Concerns and debates remain about the levels of accounting comparability between companies.

Despite the continuous adoption of IFRS, or convergence of national accounting standards with IFRS across the world, there remain concerns and debates about the levels of accounting comparability between companies. Significant aspects of these concerns relate to the level of assets recognised in financial statements, and the accompanying disclosures as mandated by the standards. Arguably, this is in part because of the principles-based nature of some IFRS, the application of which allows for managerial discretion.

Exploration & Evaluation expenditure is one of them. Exploration & Evaluation (E&E) expenses include: the acquisition of rights to explore; topographical, geological, geochemical and geophysical studies; exploratory drilling; trenching; sampling; and activities that relate to evaluating the technical feasibility and commercial viability of extracting a mineral resource.

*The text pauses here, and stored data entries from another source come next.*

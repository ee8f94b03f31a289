// src/xml.rs
// Tolerant Atom/XML parsing into a generic node tree.
//
// The syndication archives mix several XML vocabularies with inconsistent
// namespace prefixes, and individual documents are occasionally malformed.
// Instead of binding a serde schema, feed bytes are read event-by-event and
// assembled into a plain tree queried by local name only. Parsing never
// fails: on the first unrecoverable reader error the loop stops and keeps
// every node built so far. quick-xml resolves only the five predefined XML
// entities, so hostile DTD entity expansion is not a concern; unknown
// entities are kept verbatim rather than dropping the surrounding text.

use std::borrow::Cow;

use quick_xml::events::Event;
use quick_xml::Reader;

/// One parsed element: local name, attributes (local names, document
/// order), directly contained text, and child elements.
#[derive(Debug, Clone, Default, PartialEq, Eq)]
pub struct Node {
    name: String,
    attributes: Vec<(String, String)>,
    text: String,
    children: Vec<Node>,
}

impl Node {
    fn named(name: String) -> Self {
        Node {
            name,
            ..Node::default()
        }
    }

    pub fn name(&self) -> &str {
        &self.name
    }

    /// Concatenated text content directly inside this element.
    pub fn text(&self) -> &str {
        &self.text
    }

    pub fn children(&self) -> &[Node] {
        &self.children
    }

    /// First direct child with the given local name.
    pub fn child(&self, local_name: &str) -> Option<&Node> {
        self.children.iter().find(|c| c.name == local_name)
    }

    /// First descendant with the given local name, document order.
    pub fn descendant(&self, local_name: &str) -> Option<&Node> {
        for child in &self.children {
            if child.name == local_name {
                return Some(child);
            }
            if let Some(found) = child.descendant(local_name) {
                return Some(found);
            }
        }
        None
    }

    /// Every descendant with the given local name, document order.
    pub fn descendants(&self, local_name: &str) -> Vec<&Node> {
        let mut out = Vec::new();
        self.collect_descendants(local_name, &mut out);
        out
    }

    fn collect_descendants<'a>(&'a self, local_name: &str, out: &mut Vec<&'a Node>) {
        for child in &self.children {
            if child.name == local_name {
                out.push(child);
            }
            child.collect_descendants(local_name, out);
        }
    }

    /// Attribute value by local name (any or no prefix).
    pub fn attribute(&self, local_name: &str) -> Option<&str> {
        self.attributes
            .iter()
            .find(|(k, _)| k == local_name)
            .map(|(_, v)| v.as_str())
    }

    /// Syndication entries anywhere in the document, document order.
    pub fn entries(&self) -> Vec<&Node> {
        self.descendants("entry")
    }
}

/// Parse one feed document into a synthetic root node. Best-effort: a
/// malformed tail is dropped, a completely unparseable document yields a
/// root with no children.
pub fn parse(bytes: &[u8]) -> Node {
    let mut reader = Reader::from_reader(bytes);
    let config = reader.config_mut();
    config.check_end_names = false;
    config.allow_unmatched_ends = true;

    // stack[0] is the synthetic document root.
    let mut stack = vec![Node::default()];
    let mut buf = Vec::new();

    loop {
        match reader.read_event_into(&mut buf) {
            Ok(Event::Start(e)) => {
                let mut node = Node::named(local_name(e.name()));
                read_attributes(&e, &mut node);
                stack.push(node);
            }
            Ok(Event::Empty(e)) => {
                let mut node = Node::named(local_name(e.name()));
                read_attributes(&e, &mut node);
                attach(&mut stack, node);
            }
            Ok(Event::End(_)) => {
                if stack.len() > 1 {
                    let node = stack.pop().unwrap_or_default();
                    attach(&mut stack, node);
                }
            }
            Ok(Event::Text(t)) => {
                let text = t
                    .unescape()
                    .map(Cow::into_owned)
                    .unwrap_or_else(|_| String::from_utf8_lossy(&t).into_owned());
                if let Some(top) = stack.last_mut() {
                    top.text.push_str(&text);
                }
            }
            Ok(Event::CData(t)) => {
                if let Some(top) = stack.last_mut() {
                    top.text.push_str(&String::from_utf8_lossy(&t));
                }
            }
            Ok(Event::Eof) => break,
            Ok(_) => {}
            // Unrecoverable markup error: keep what was built so far.
            Err(e) => {
                tracing::debug!(error = ?e, position = reader.buffer_position(), "stopping tolerant parse");
                break;
            }
        }
        buf.clear();
    }

    // Unterminated elements at EOF still belong to the tree.
    while stack.len() > 1 {
        let node = stack.pop().unwrap_or_default();
        attach(&mut stack, node);
    }
    stack.pop().unwrap_or_default()
}

fn attach(stack: &mut [Node], node: Node) {
    if let Some(parent) = stack.last_mut() {
        parent.children.push(node);
    }
}

fn local_name(name: quick_xml::name::QName<'_>) -> String {
    String::from_utf8_lossy(name.local_name().into_inner()).into_owned()
}

fn read_attributes(e: &quick_xml::events::BytesStart<'_>, node: &mut Node) {
    for attr in e.attributes().with_checks(false).flatten() {
        let key = attr.key;
        // Namespace declarations are not data.
        if key.into_inner() == b"xmlns" || key.prefix().is_some_and(|p| p.into_inner() == b"xmlns") {
            continue;
        }
        let value = attr
            .unescape_value()
            .map(Cow::into_owned)
            .unwrap_or_else(|_| String::from_utf8_lossy(&attr.value).into_owned());
        node.attributes.push((local_name(key), value));
    }
}

#[cfg(test)]
mod tests {
    use super::*;

    #[test]
    fn queries_ignore_namespace_prefixes() {
        let doc = parse(
            br#"<feed xmlns="http://www.w3.org/2005/Atom" xmlns:cbc="urn:x">
                  <entry>
                    <title>Obra</title>
                    <cbc:ContractFolderID>EXP-1</cbc:ContractFolderID>
                  </entry>
                </feed>"#,
        );
        let entries = doc.entries();
        assert_eq!(entries.len(), 1);
        assert_eq!(entries[0].child("title").unwrap().text(), "Obra");
        assert_eq!(
            entries[0].descendant("ContractFolderID").unwrap().text(),
            "EXP-1"
        );
    }

    #[test]
    fn undeclared_prefixes_are_fine() {
        let doc = parse(b"<feed><entry><cac:Thing><cbc:Code>45261215</cbc:Code></cac:Thing></entry></feed>");
        assert_eq!(doc.entries()[0].descendant("Code").unwrap().text(), "45261215");
    }

    #[test]
    fn missing_nodes_yield_empty_results() {
        let doc = parse(b"<feed><entry/></feed>");
        let entry = doc.entries()[0];
        assert!(entry.child("title").is_none());
        assert!(entry.descendant("TotalAmount").is_none());
        assert!(entry.descendants("ItemClassificationCode").is_empty());
        assert_eq!(entry.attribute("href"), None);
    }

    #[test]
    fn truncated_document_keeps_recoverable_entries() {
        let doc = parse(
            b"<feed><entry><title>first</title></entry><entry><title>sec",
        );
        let entries = doc.entries();
        assert_eq!(entries.len(), 2);
        assert_eq!(entries[0].child("title").unwrap().text(), "first");
        // The truncated entry survives with whatever text made it in.
        assert!(entries[1].child("title").is_some());
    }

    #[test]
    fn garbage_yields_zero_entries_without_panicking() {
        assert!(parse(b"not xml at all <<<>>>").entries().is_empty());
        assert!(parse(b"").entries().is_empty());
    }

    #[test]
    fn mismatched_end_tags_do_not_abort() {
        let doc = parse(b"<feed><entry><title>ok</wrong></entry></feed>");
        assert_eq!(doc.entries()[0].child("title").unwrap().text(), "ok");
    }

    #[test]
    fn attributes_resolve_by_local_name() {
        let doc = parse(br#"<feed><entry><link ns1:type="x" href="https://e.test/1"/></entry></feed>"#);
        let link = doc.entries()[0].child("link").unwrap();
        assert_eq!(link.attribute("href"), Some("https://e.test/1"));
        assert_eq!(link.attribute("type"), Some("x"));
    }

    #[test]
    fn cdata_and_entities_become_text() {
        let doc = parse(b"<feed><entry><title>a &amp; <![CDATA[b < c]]></title></entry></feed>");
        assert_eq!(doc.entries()[0].child("title").unwrap().text(), "a & b < c");
    }
}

In essence, the accounting for E&E costs can be viewed as an extension of the debate on the recognition of intangible assets versus the level of accounting conservatism. 

While IFRS 6 makes no specific requirement, there are four prevalent accounting methods that are generally applied to E&E costs. These have been broadly defined and grouped in practice as follows, from most aggressive to conservative: Full Cost; Area of Interest; Successful Efforts; and Expense All. Though The International Accounting Standards Committee tentatively proposed not allowing the full capitalisation of E&E expenditure, with non-viable expenditure being amortised against revenue from successful areas (Full Cost), and requiring companies to capitalise all expenditure and writing off expenditure related to unsuccessful projects either as incurred or once that assessment was made (Successful Efforts). 

Most recently, in late 2020 a comprehensive review of the accounting practices relating to E&E expenditure was carried out by the IASB . The analysis was carried out using 1,531 entities across 177 jurisdictions. The results show that firms apply a range of accounting policies while many fail to disclose explicitly the accounting policy applied. However, according to the IASB analysis, that Successful Efforts is the most commonly used accounting method.

The IASB was asked to decide whether to commence a project to replace or amend IFRS 6. A Discussion Paper with findings has recently been published, and the IASB noted that the Discussion Paper is the first step towards a possible IFRS for extractive activities that would address many concerns on the current treatment in light of the significant changes in extractive activities, especially in view of oil and gas markets’ volatility and would potentially replace or amend IFRS 6.

The discussion paper suggests a wider project with the following scope:

  1. improving the existing recognition, measurement and disclosure requirements of IFRS Standards to improve consistency and comparability in financial reporting, or
  2. withdrawing IFRS 6 and including extractive activities in a broader project on intangible assets, or
  3. doing nothing and maintaining IFRS 6.